First Data has hired Michael D’Ambrose, formerly of Citigroup, as EVP/Human Resources. D’Ambrose brings almost 25 years of experience in the Human Resources field to First Data. First Data Corp. is a leader in electronic commerce and payment services, First Data serves approximately 3 million merchant locations, 1,400 card issuers and millions of consumers, making it easy, fast and secure for people and businesses to buy goods and services using virtually any form of payment.
MBNA has inked a multi-year deal with Atlanta-based Vesdia Corporation for a microinvesting platform and loyalty program. The Vesdia program currently powers the “BabyMint” and “NestEggz” credit card programs, both co-branded by MBNA. BabyMint acquired NestEggz in January for $4.5 million cash. MBNA teamed with BabyMint in May 2003 to launch the “BabyMint MasterCard.” MBNA is reportedly looking to expand the program to other affinity and co-branded partners. Vesdia’s microinvesting platform enables individual investors to receive up to a 20% rebate on every-day purchases made through the company’s network of more than 500 retailers and 127,000 grocery stores. According to Financial Research Corporation, merchant and credit card rebates, such as those facilitated by the Vesdia technology platform, have the potential to represent an incremental $1.1 billion per year in assets to banks and investment management firms. (CF Library 1/30/03; 3/21/03)

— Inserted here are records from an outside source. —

//! # EdgeSync Engine
//!
//! Replicates local mutations from an edge node to a remote store.
//!
//! This crate provides:
//! - [`Listener`]: captures mutation events into the regular queue
//! - [`FullSync`]: re-enumerates whole modules into the full-sync queue
//! - [`Sender`]: drains the queues through a [`Codec`](edgesync_protocol::Codec)
//!   to a [`RemoteEndpoint`] and transmits checksums
//! - [`Orchestrator`]: activation policy, job registration and the bounded
//!   cron retry loop
//! - [`Features`]: the module-state API
//!
//! ## Execution model
//!
//! There is no background process. Each request or scheduler tick builds an
//! [`Orchestrator`], calls [`Orchestrator::init`], does its work and calls
//! [`Orchestrator::end_invocation`]. Everything that must outlive the
//! invocation lives in the queues and the state store.
//!
//! ## Key Invariants
//!
//! - An entry leaves the queue only after the remote acknowledges it, or
//!   when a newer full sync supersedes it
//! - The full-sync partition is drained before the regular one
//! - At most one drain runs per invocation
//! - The cron loop never sleeps past its horizon

#![deny(unsafe_code)]
#![warn(missing_docs)]

/// Crate version.
pub const VERSION: &str = env!("CARGO_PKG_VERSION");

mod clock;
mod config;
mod error;
mod fabric;
mod features;
mod full_sync;
mod listener;
mod module;
mod orchestrator;
mod policy;
mod rpc;
mod scheduler;
mod sender;
mod transport;

pub use clock::{Clock, ManualClock, SystemClock};
pub use config::{EventCatalog, EventMapping, SiteStatus, SyncConfig, DEFAULT_CRON_HORIZON_SECS};
pub use error::{SyncError, SyncResult};
pub use fabric::{LocalFabric, MutationEvent, MutationFabric, MutationHandler};
pub use features::{Features, ModuleInfo};
pub use full_sync::{
    chunk_action, FullSync, JobStatus, ModuleProgress, SyncJob, FULL_SYNC_END_ACTION,
    FULL_SYNC_JOB_KEY, FULL_SYNC_START_ACTION,
};
pub use listener::Listener;
pub use module::{module_digest, ModuleDescriptor, ModuleRegistry, StaticModule, SyncModule};
pub use orchestrator::{Activation, CronReport, CronStop, Orchestrator, SyncServices};
pub use policy::{ActivationPolicy, DefaultPolicy, InvocationContext, InvocationKind};
pub use rpc::{LoopbackClient, LoopbackServer, RpcClient, RpcEndpoint};
pub use scheduler::{
    ManualScheduler, Registration, ScheduledJob, Scheduler, CRON_SYNC_JOB, FULL_SYNC_JOB,
    SEND_CHECKSUM_JOB,
};
pub use sender::{SendOutcome, Sender, SenderStats, SYNC_CHECKSUM_ACTION};
pub use transport::{MockEndpoint, MockResponse, RemoteEndpoint};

Britain’s passenger train operators and SchlumbergerSema have completed development and implementation of the settlement system for the UK rail industry. Code named “LENNON” (Latest Earnings Networked Nationally Over Night), it is one of the world’s largest ever transport settlement systems capable of handling and allocating more than GBP 3.5 billion in annual passenger revenue to Britain’s passenger train operators.
“LENNON” also provides valuable marketing and customer-related data on 300 million annual ticket sales and usage patterns enabling train operating companies to better plan rail services to ensure that high levels of customer service are maintained at all times.
Experian has acquired Advantage Credit Bureau of Fargo, North Dakota and Credit Bureau of East. Experian’s network of affiliate credit bureaus provides clients in specific geographic areas with a variety of services utilizing the company’s consumer credit, business, automotive and marketing information. Experian acquired the consumer operations of Credit Bureau of East Tennessee, which provides services in Knoxville, and Morristown, Tenn.
The Life Insurance Corporation of India is reportedly in talks with Capital One to issue a debit card in the country. The insurance concern also fielded proposals from SBI Card and Corporation Bank, but preferred the Capital One proposal. LIC wants to issue a debit card linked up to its insurance policies. However, the firm wants a competitively priced card. According to the Business Standard, LIC has asked for a waiver of joining fees and annual fees for card holders, plus a reduced rate of interest for cash advances. LIC was asking for rates that were as low as 0.9% to 1.0% per month against the existing rates of 1.9% to 2.2% per month.
Los Angeles-based Direct Response Financial Services and Direct Card Services has signed a deal to distribute its VISA pin-based Debit/ATM card on 2,500 Web media outlet partners. The “Personal Advantage” product will be offered at $49.95. The product includes a VISA pin-based Debit/ATM card, with $10 cash on the card, together with a $50 airline credit. The Product will also feature the “Personal Advantage Global Money-Online” Web services.